Okay, here’s one approach that works very well. You attach your laser
line generator to the carriage inside of a flatbed scanner. To keep
the cost down, it is very simple and cheap to get an old unwanted
flatbed scanner that you can modify. If you suppose that your flatbed
scanner only scans one line at a time and needs to step the carriage
to scan the very next line, and if your flatbed scanner is capable of
scanning at a resolution of 1200 DPI, then you know that the stepper
motor that controls the carriage is capable of stepping in increments
of 1/1200 inch, or 21.167 micrometers. Pretty good resolution, eh?
In other words, this is about 1/50 of a millimeter.

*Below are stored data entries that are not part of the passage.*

//! Object storage for binary assets such as cover images

use crate::error::StorageError;
use async_trait::async_trait;
use std::collections::HashMap;
use std::sync::RwLock;

/// Result type for storage operations
pub type StorageResult<T> = std::result::Result<T, StorageError>;

/// Abstract object storage provider
#[async_trait]
pub trait StorageProvider: Send + Sync {
    /// Write data to the given path
    async fn write(&self, path: &str, data: Vec<u8>) -> StorageResult<()>;

    /// Public URL under which a stored path is served
    fn public_url(&self, path: &str) -> String;

    /// Store a blob and return its public URL
    async fn upload_blob(&self, path: &str, data: Vec<u8>, mime_type: &str) -> StorageResult<String> {
        tracing::debug!(path, mime_type, bytes = data.len(), "Uploading blob");
        self.write(path, data).await?;
        Ok(self.public_url(path))
    }
}

fn join_url(base: &str, path: &str) -> String {
    format!("{}/{}", base.trim_end_matches('/'), path.trim_start_matches('/'))
}

/// Local filesystem storage provider
pub struct LocalStorage {
    root: std::path::PathBuf,
    public_base_url: String,
}

impl LocalStorage {
    /// Create a new local storage provider with the given root directory
    pub fn new(root: impl Into<std::path::PathBuf>, public_base_url: impl Into<String>) -> Self {
        Self {
            root: root.into(),
            public_base_url: public_base_url.into(),
        }
    }

    /// Safely resolve a path, preventing path traversal attacks
    fn full_path(&self, path: &str) -> StorageResult<std::path::PathBuf> {
        use std::path::Component;

        let mut normalized = std::path::PathBuf::new();
        for component in std::path::Path::new(path).components() {
            match component {
                Component::Normal(c) => normalized.push(c),
                Component::CurDir => {}
                Component::ParentDir | Component::Prefix(_) | Component::RootDir => {
                    return Err(StorageError::PermissionDenied(format!(
                        "path escapes storage root: {}",
                        path
                    )));
                }
            }
        }

        Ok(self.root.join(normalized))
    }
}

#[async_trait]
impl StorageProvider for LocalStorage {
    async fn write(&self, path: &str, data: Vec<u8>) -> StorageResult<()> {
        let full_path = self.full_path(path)?;
        if let Some(parent) = full_path.parent() {
            tokio::fs::create_dir_all(parent)
                .await
                .map_err(|e| StorageError::BackendError(e.to_string()))?;
        }
        tokio::fs::write(full_path, data)
            .await
            .map_err(|e| StorageError::BackendError(e.to_string()))
    }

    fn public_url(&self, path: &str) -> String {
        join_url(&self.public_base_url, path)
    }
}

/// In-memory storage provider (for testing)
pub struct MemoryStorage {
    data: RwLock<HashMap<String, (Vec<u8>, Option<String>)>>,
    public_base_url: String,
}

impl Default for MemoryStorage {
    fn default() -> Self {
        Self {
            data: RwLock::default(),
            public_base_url: "memory://novella".to_string(),
        }
    }
}

impl MemoryStorage {
    pub fn new() -> Self {
        Self::default()
    }

    /// Bytes stored at a path
    pub fn get(&self, path: &str) -> Option<Vec<u8>> {
        self.data
            .read()
            .ok()?
            .get(path)
            .map(|(data, _)| data.clone())
    }

    /// MIME type recorded by `upload_blob`
    pub fn mime_type(&self, path: &str) -> Option<String> {
        self.data
            .read()
            .ok()?
            .get(path)
            .and_then(|(_, mime)| mime.clone())
    }

    /// Stored paths, sorted
    pub fn paths(&self) -> Vec<String> {
        let mut paths: Vec<String> = self
            .data
            .read()
            .map(|data| data.keys().cloned().collect())
            .unwrap_or_default();
        paths.sort();
        paths
    }

    fn poisoned() -> StorageError {
        StorageError::BackendError("memory storage lock poisoned".to_string())
    }
}

#[async_trait]
impl StorageProvider for MemoryStorage {
    async fn write(&self, path: &str, data: Vec<u8>) -> StorageResult<()> {
        self.data
            .write()
            .map_err(|_| Self::poisoned())?
            .insert(path.to_string(), (data, None));
        Ok(())
    }

    fn public_url(&self, path: &str) -> String {
        join_url(&self.public_base_url, path)
    }

    async fn upload_blob(&self, path: &str, data: Vec<u8>, mime_type: &str) -> StorageResult<String> {
        self.data
            .write()
            .map_err(|_| Self::poisoned())?
            .insert(path.to_string(), (data, Some(mime_type.to_string())));
        Ok(self.public_url(path))
    }
}

#[cfg(test)]
mod tests {
    use super::*;

    #[tokio::test]
    async fn test_memory_storage() {
        let storage = MemoryStorage::new();

        storage.write("test.txt", b"hello".to_vec()).await.unwrap();
        assert_eq!(storage.get("test.txt").as_deref(), Some(&b"hello"[..]));
        assert!(storage.get("missing.txt").is_none());
        assert!(storage.mime_type("test.txt").is_none());
    }

    #[tokio::test]
    async fn test_memory_upload_blob() {
        let storage = MemoryStorage::new();
        let url = storage
            .upload_blob("covers/a-cover.png", vec![1, 2, 3], "image/png")
            .await
            .unwrap();
        assert_eq!(url, "memory://novella/covers/a-cover.png");
        assert_eq!(storage.mime_type("covers/a-cover.png").as_deref(), Some("image/png"));
        assert_eq!(storage.paths(), vec!["covers/a-cover.png".to_string()]);
    }

    #[tokio::test]
    async fn test_local_storage_upload() {
        let dir = tempfile::tempdir().unwrap();
        let storage = LocalStorage::new(dir.path(), "http://localhost:3000/assets/");

        let url = storage
            .upload_blob("covers/x.jpg", b"jpeg".to_vec(), "image/jpeg")
            .await
            .unwrap();
        assert_eq!(url, "http://localhost:3000/assets/covers/x.jpg");
        assert_eq!(std::fs::read(dir.path().join("covers/x.jpg")).unwrap(), b"jpeg");
    }

    #[tokio::test]
    async fn test_local_storage_rejects_traversal() {
        let dir = tempfile::tempdir().unwrap();
        let storage = LocalStorage::new(dir.path(), "http://localhost");
        let err = storage.write("../escape.txt", vec![]).await.unwrap_err();
        assert!(matches!(err, StorageError::PermissionDenied(_)));
    }
}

BUT… you complain, this requires mechanical moving parts! Aren’t
you saying that modern electronics have been increasingly moving away
from mechanical moving parts? “Zero moving parts” is the trend in
high-tech computer and information technology equipment. Yes, yes, I
know, zero moving parts is the cool new spiffy trend, but look. Hard
disk drives still have a much higher information storage density and
much better storage economy than solid-state drives. So, although the
“zero-moving parts” solutions may be trendy, the fact of the matter
is, at present, they are not quite practical to complete deprecate
systems that have some moving parts.